Jennifer Katanyoutanant, artist and producer

Food is as migratory as the people who eat it. ‘Traditional’ cuisine is not always comprised of ingredients local to the region. The modern pizza is Italian in origin, but tomatoes came from the Aztecs. American hot dogs came from German style wieners, but the act of stuffing ground meat into casings goes all the way back to the ancient Sumerians and Chinese. This contradictory notion of foreign ingredients in traditional local cuisine call into question the origin stories of ‘authentic’, regional food, and what defines authenticity.

“Home” Cooked, our edible board game, is a physical manifestation of how distinct cultural traditions have been founded upon a longstanding history of global exchange and migration. It looks at how a foreign ingredient makes its way into a new country and integrates into a region’s existing food vocabulary.

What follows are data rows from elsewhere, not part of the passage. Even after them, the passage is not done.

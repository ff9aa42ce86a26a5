//! Mask geometry and detection filtering.

use super::Footprint;
use crate::error::{Error, Result};
use crate::geometry::{GeometryError, Polygon};
use rayon::prelude::*;
use rstar::{AABB, RTree, RTreeObject};
use serde::Deserialize;
use std::path::Path;
use tracing::{debug, warn};

/// A mask polygon with optional holes.
#[derive(Debug, Clone, PartialEq)]
pub struct MaskPolygon {
    /// Outer ring.
    pub exterior: Polygon,
    /// Inner rings; their interiors are not part of the polygon.
    pub holes: Vec<Polygon>,
}

impl MaskPolygon {
    /// Polygon without holes.
    pub const fn new(exterior: Polygon) -> Self {
        Self {
            exterior,
            holes: Vec::new(),
        }
    }

    /// Whether `other` shares at least one point with this polygon.
    ///
    /// Boundary contact counts. A ring lying wholly inside a hole does not
    /// intersect.
    pub fn intersects(&self, other: &Polygon) -> bool {
        if !self.exterior.intersects(other) {
            return false;
        }
        let Some(&sample) = other.points().first() else {
            return false;
        };
        for hole in &self.holes {
            if hole.edges_intersect(other) {
                return true;
            }
            if hole.contains_point(sample) {
                return false;
            }
        }
        true
    }

    fn from_rings(rings: &[Vec<Vec<f64>>]) -> std::result::Result<Option<Self>, GeometryError> {
        let Some((exterior, holes)) = rings.split_first() else {
            return Ok(None);
        };
        Ok(Some(Self {
            exterior: Polygon::from_positions(exterior)?,
            holes: holes
                .iter()
                .map(|ring| Polygon::from_positions(ring))
                .collect::<std::result::Result<_, _>>()?,
        }))
    }
}

struct IndexedPolygon {
    index: usize,
    envelope: AABB<[f64; 2]>,
}

impl RTreeObject for IndexedPolygon {
    type Envelope = AABB<[f64; 2]>;

    fn envelope(&self) -> Self::Envelope {
        self.envelope
    }
}

/// Read-only mask: the union of its polygons.
pub struct MaskGeometry {
    polygons: Vec<MaskPolygon>,
    index: RTree<IndexedPolygon>,
}

impl std::fmt::Debug for MaskGeometry {
    fn fmt(&self, f: &mut std::fmt::Formatter<'_>) -> std::fmt::Result {
        f.debug_struct("MaskGeometry")
            .field("polygons", &self.polygons.len())
            .finish()
    }
}

fn envelope_of(polygon: &Polygon) -> AABB<[f64; 2]> {
    let (lo, hi) = polygon.envelope();
    AABB::from_corners(lo, hi)
}

impl MaskGeometry {
    /// Index `polygons` for intersection queries.
    pub fn new(polygons: Vec<MaskPolygon>) -> Self {
        let index = RTree::bulk_load(
            polygons
                .iter()
                .enumerate()
                .map(|(index, p)| IndexedPolygon {
                    index,
                    envelope: envelope_of(&p.exterior),
                })
                .collect(),
        );
        Self { polygons, index }
    }

    /// Load a GeoJSON mask.
    ///
    /// Accepts a FeatureCollection, a Feature, or a bare geometry. Polygon,
    /// MultiPolygon and GeometryCollection members are used; other geometry
    /// types are ignored with a warning.
    pub fn from_geojson_file(path: &Path) -> Result<Self> {
        let contents = std::fs::read_to_string(path).map_err(|e| Error::MaskRead {
            path: path.to_path_buf(),
            source: e,
        })?;
        Self::from_geojson_str(&contents, path)
    }

    /// Parse GeoJSON text. `path` is only used in error messages.
    pub fn from_geojson_str(contents: &str, path: &Path) -> Result<Self> {
        let document: GeoJsonObject =
            serde_json::from_str(contents).map_err(|e| Error::MaskParse {
                path: path.to_path_buf(),
                source: e,
            })?;

        let mut polygons = Vec::new();
        collect_polygons(&document, &mut polygons).map_err(|e| Error::MaskGeometry {
            path: path.to_path_buf(),
            source: e,
        })?;

        if polygons.is_empty() {
            warn!("Mask '{}' contains no polygons; every detection will be dropped", path.display());
        } else {
            debug!("Loaded {} mask polygon(s) from '{}'", polygons.len(), path.display());
        }
        Ok(Self::new(polygons))
    }

    /// Number of polygons.
    pub fn len(&self) -> usize {
        self.polygons.len()
    }

    /// Whether the mask has no polygons.
    pub fn is_empty(&self) -> bool {
        self.polygons.is_empty()
    }

    /// Whether `polygon` intersects any mask polygon.
    pub fn intersects(&self, polygon: &Polygon) -> bool {
        self.index
            .locate_in_envelope_intersecting(&envelope_of(polygon))
            .any(|entry| self.polygons[entry.index].intersects(polygon))
    }
}

/// Keep the footprints that intersect `mask`, preserving order.
///
/// With no mask every footprint is kept.
pub fn filter_by_mask(mask: Option<&MaskGeometry>, footprints: Vec<Footprint>) -> Vec<Footprint> {
    let Some(mask) = mask else {
        return footprints;
    };
    let before = footprints.len();
    let kept: Vec<Footprint> = footprints
        .into_par_iter()
        .filter(|f| mask.intersects(&f.polygon))
        .collect();
    debug!("Mask kept {} of {} detections", kept.len(), before);
    kept
}

type Ring = Vec<Vec<f64>>;

#[derive(Debug, Deserialize)]
#[serde(tag = "type")]
enum GeoJsonObject {
    FeatureCollection {
        features: Vec<GeoJsonObject>,
    },
    Feature {
        geometry: Option<Box<GeoJsonObject>>,
    },
    Polygon {
        coordinates: Vec<Ring>,
    },
    MultiPolygon {
        coordinates: Vec<Vec<Ring>>,
    },
    GeometryCollection {
        geometries: Vec<GeoJsonObject>,
    },
    #[serde(other)]
    Unsupported,
}

fn collect_polygons(
    object: &GeoJsonObject,
    out: &mut Vec<MaskPolygon>,
) -> std::result::Result<(), GeometryError> {
    match object {
        GeoJsonObject::FeatureCollection { features } => {
            for feature in features {
                collect_polygons(feature, out)?;
            }
        }
        GeoJsonObject::Feature { geometry } => {
            if let Some(geometry) = geometry {
                collect_polygons(geometry, out)?;
            }
        }
        GeoJsonObject::Polygon { coordinates } => {
            out.extend(MaskPolygon::from_rings(coordinates)?);
        }
        GeoJsonObject::MultiPolygon { coordinates } => {
            for rings in coordinates {
                out.extend(MaskPolygon::from_rings(rings)?);
            }
        }
        GeoJsonObject::GeometryCollection { geometries } => {
            for geometry in geometries {
                collect_polygons(geometry, out)?;
            }
        }
        GeoJsonObject::Unsupported => {
            warn!("Ignoring non-polygon geometry in mask");
        }
    }
    Ok(())
}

I’m excited to meet the other residents, learn about Finnish food culture, and start integrating these histories into the game. I’m also excited to learn about the history of migration within Finland and see how its affected the food culture.

I’m big on research and spend a lot of time reading and talking to people. My favorite form of research is a cup of tea with people from the surrounding community. Then I take that research and make a quick prototype, test it with people immediately, and iterate. Sometimes this process takes me down tangents I end up treasuring forever.

Jennifer Katanyoutanant is an artist, producer, and community builder using immersive experiences to build creative communities. She makes installations, games, ARVR experiences, and loves imagining all the weird things we’ll be doing on the Internet in 10 years. Her work explores tangible manifestations of complex data structures, the reciprocal relationship between personal and global systems, and their influence on culture, identity, and media.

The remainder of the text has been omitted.